§ **What is required**
Write down, unchanged, the entries from the first line through the line holding "one derived view". Include no other line.

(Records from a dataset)

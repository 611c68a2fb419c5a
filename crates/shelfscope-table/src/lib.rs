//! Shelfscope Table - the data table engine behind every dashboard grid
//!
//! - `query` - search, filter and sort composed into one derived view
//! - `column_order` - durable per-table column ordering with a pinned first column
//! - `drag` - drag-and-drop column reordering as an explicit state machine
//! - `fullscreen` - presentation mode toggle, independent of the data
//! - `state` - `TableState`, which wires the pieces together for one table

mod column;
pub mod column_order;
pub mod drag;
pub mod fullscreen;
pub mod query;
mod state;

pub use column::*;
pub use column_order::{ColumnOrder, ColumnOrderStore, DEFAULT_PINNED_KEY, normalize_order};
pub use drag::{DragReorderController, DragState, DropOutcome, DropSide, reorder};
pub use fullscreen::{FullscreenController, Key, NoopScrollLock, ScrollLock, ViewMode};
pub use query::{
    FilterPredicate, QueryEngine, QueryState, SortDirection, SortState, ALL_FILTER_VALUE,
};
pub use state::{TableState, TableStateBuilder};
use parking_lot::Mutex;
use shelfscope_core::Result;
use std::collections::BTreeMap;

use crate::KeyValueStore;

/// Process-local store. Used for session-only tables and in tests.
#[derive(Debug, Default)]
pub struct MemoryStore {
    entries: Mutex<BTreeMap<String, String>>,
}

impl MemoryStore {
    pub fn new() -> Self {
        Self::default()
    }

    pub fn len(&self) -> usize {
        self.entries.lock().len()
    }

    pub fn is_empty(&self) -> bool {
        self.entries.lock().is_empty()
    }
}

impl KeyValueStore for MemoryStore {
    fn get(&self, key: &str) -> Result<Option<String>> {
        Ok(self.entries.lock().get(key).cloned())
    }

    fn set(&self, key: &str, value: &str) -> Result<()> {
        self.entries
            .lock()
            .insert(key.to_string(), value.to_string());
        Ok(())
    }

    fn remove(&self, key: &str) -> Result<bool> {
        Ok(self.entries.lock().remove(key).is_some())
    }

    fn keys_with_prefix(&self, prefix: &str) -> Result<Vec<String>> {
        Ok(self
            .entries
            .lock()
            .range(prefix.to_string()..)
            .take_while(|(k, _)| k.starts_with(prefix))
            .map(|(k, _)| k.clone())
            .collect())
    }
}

§ **Answer to this task**
repository 611c68a2fb419c5a
filename crates/shelfscope-table/src/lib.rs
//! Shelfscope Table - the data table engine behind every dashboard grid
//!
//! - `query` - search, filter and sort composed into one derived view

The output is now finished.